Please join us on Monday, November 22nd at 1:00 pm outside the Chamisal Fire Department for a meeting to kick off the Rio de las Trampas CFRP. All project partners and members of the public are encouraged to attend and be a part of this discussion. Thank you for your support of this important work.

Agenda

1:00 – Welcome and Introductions  

1:20 – A brief history of the Trampas CFRP

1:30 – Overview of CFRP goals and objectives

1:50 – Timeline and next steps   

2:00 – Q&A and next steps  |  Refreshments

*  Please dress warmly and bring a folding chair.

Please reach out to Leonora Pepper with any questions or comments: leonora@forestguild.org  |  505-490-5567

6 comments

  1. Dear Kay Matthews,

    Thank you for the notification about the Rio de Las Trampas Forest Council. I am encouraged at this news!

    Can you direct me to any of your posts – or those by anyone else you know of – in which the issues of forest thinning are discussed? I ask because I keep hearing from people who think the U.S. Forest Service’s thinning and controlled burn programs are contrary to good management. They seem fanatical about this.

    This really bothers me because I’ve been taught since the 1970s that forests in the U.S. west and southwest used to be much thinner than they are now, and are unhealthily overgrown because of decades of fire suppression. (One teacher said this year that the national forest outside Santa Fe has about five times too many trees for good forest health.) I had thought that this situation was well established by now; so it’s disconcerting to me to hear what sounds like fanatical anti-government, anti-thinning activism.

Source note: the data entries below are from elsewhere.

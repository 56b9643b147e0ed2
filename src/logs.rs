//! Streaming of daemon log files.
use std::{
    fs::{self, File},
    io::{self, BufRead, BufReader, Seek, SeekFrom},
    os::unix::fs::MetadataExt,
    path::{Path, PathBuf},
    sync::mpsc::{self, Receiver, RecvTimeoutError},
    time::Duration,
};

use notify::{Config, Event, RecommendedWatcher, RecursiveMode, Watcher};
use tracing::{debug, warn};

/// Why [`follow`] stopped without an I/O error.
#[derive(Debug, Clone, Copy, PartialEq, Eq)]
pub enum LogEnd {
    /// The caller asked to stop.
    Cancelled,
    /// The file was deleted.
    Removed,
    /// Another file now lives at the path (rotation).
    Replaced,
}

/// Follows `path` from its first byte, handing every complete line to `on_line`.
///
/// At end of file the follower sleeps until the file system reports a change in the
/// file's directory, or at most `poll`. A truncated file is read again from the start,
/// while a deleted or replaced file ends the stream. `keep_going` is consulted before
/// every read so a watcher can be retired without touching the file.
pub fn follow<F, L>(
    path: &Path,
    poll: Duration,
    mut keep_going: F,
    mut on_line: L,
) -> io::Result<LogEnd>
where
    F: FnMut() -> bool,
    L: FnMut(&str),
{
    let file = File::open(path)?;
    let inode = file.metadata()?.ino();
    let mut reader = BufReader::new(file);
    let mut position: u64 = 0;
    let mut line = Vec::new();

    let (tx, events) = mpsc::channel();
    // Without a watcher the follower degrades to waking up every `poll`.
    let _watcher = match watch_directory(path, tx.clone()) {
        Ok(watcher) => Some(watcher),
        Err(err) => {
            warn!("Cannot watch {:?} for changes, polling instead: {err}", path);
            None
        }
    };
    let target = watched_path(path);

    loop {
        if !keep_going() {
            return Ok(LogEnd::Cancelled);
        }

        let read = reader.read_until(b'\n', &mut line)?;
        if read > 0 {
            position += read as u64;
            if line.ends_with(b"\n") {
                let text = String::from_utf8_lossy(&line);
                on_line(text.trim_end_matches(['\n', '\r']));
                line.clear();
            }
            continue;
        }

        match fs::metadata(path) {
            Err(err) if err.kind() == io::ErrorKind::NotFound => return Ok(LogEnd::Removed),
            Err(err) => return Err(err),
            Ok(meta) if meta.ino() != inode => return Ok(LogEnd::Replaced),
            Ok(meta) if meta.len() < position => {
                debug!("Log file {:?} was truncated; reading from the start", path);
                reader.seek(SeekFrom::Start(0))?;
                position = 0;
                line.clear();
                continue;
            }
            Ok(_) => {}
        }

        wait_for_change(&events, &target, poll)?;
    }
}

/// Watches the directory holding `path`, so removal and rename are reported as well as
/// writes.
fn watch_directory(
    path: &Path,
    tx: mpsc::Sender<notify::Result<Event>>,
) -> io::Result<RecommendedWatcher> {
    let mut watcher = RecommendedWatcher::new(tx, Config::default()).map_err(io::Error::other)?;
    watcher
        .watch(&parent_dir(path)?, RecursiveMode::NonRecursive)
        .map_err(io::Error::other)?;
    Ok(watcher)
}

fn parent_dir(path: &Path) -> io::Result<PathBuf> {
    match path.parent() {
        Some(parent) if !parent.as_os_str().is_empty() => fs::canonicalize(parent),
        _ => fs::canonicalize("."),
    }
}

/// The path events for `path` are reported under.
fn watched_path(path: &Path) -> PathBuf {
    match (parent_dir(path), path.file_name()) {
        (Ok(dir), Some(name)) => dir.join(name),
        _ => path.to_path_buf(),
    }
}

/// Blocks until an event touches `target` or `poll` elapsed.
fn wait_for_change(
    events: &Receiver<notify::Result<Event>>,
    target: &Path,
    poll: Duration,
) -> io::Result<()> {
    loop {
        match events.recv_timeout(poll) {
            Ok(Ok(event)) if event.paths.iter().any(|changed| changed == target) => {
                // Collapse a burst of writes into one read pass.
                for queued in events.try_iter() {
                    queued.map_err(io::Error::other)?;
                }
                return Ok(());
            }
            Ok(Ok(_)) => continue,
            Ok(Err(err)) => return Err(io::Error::other(err)),
            Err(RecvTimeoutError::Timeout | RecvTimeoutError::Disconnected) => return Ok(()),
        }
    }
}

    Any impartial views and information on this would be welcome, if you can point me to it.

    Thank you in any case.

    Greg Corning Pojoaque (new-comer)

  2. Yes, Greg, this controversy has been raging for many years, propagated by folks like our local Sam Hitt and California’s Chad Hansen, despite documented scientific evidence that supports thinning as a forest restoration tool to improve watershed health and protect communities from wildfire. I covered it extensively in La Jicarita (see https://lajicarita.wordpress.com/2012/08/13/jemez-mountains-restoration-project-can-we-make-a-healthy-forest/ and other articles in 2013 and 2014). You might want to listen to the Cultural Energy interview where J.R. Logan, the Wildland/Urban Interface director for Taos County, and I discuss this very issue: go to the website, https://culturalenergy.org/listenlinks.htm#oct2021, and then click on the Forest Restoration program.

    • Re-read Jon Klingle’s(wildlife biologist) comment in a previous issue. Thinning is not universally appropriate: “Historically, fire in spruce-fir has been uncommon, with a natural fire return interval of 200+ years. Restoration practices such as thinning, which is appropriate for systems such as ponderosa pine, are destructive, not restorative, in spruce-fir.”

      • The Rio de Las Trampas Forest Council is thinning in mixed ponderosa/piñon juniper. We’re aware that different ecosystems require different approaches.

      • If you want to see first hand what a fire in a “natural” spruce/fir ecosystem looks like in our present day climate…take a drive up La Junta canyon. Just after the road tops out and into the next watershed you’ll be in the Luna fire scar. This high altitude fire in very thick spruce/fir forest and the resulting devastation might be very instructive. Ideas of “a natural fire return interval of 200+ years” in spruce/fir forests may need to be revised in light of where we are now and where we’re headed with climate change.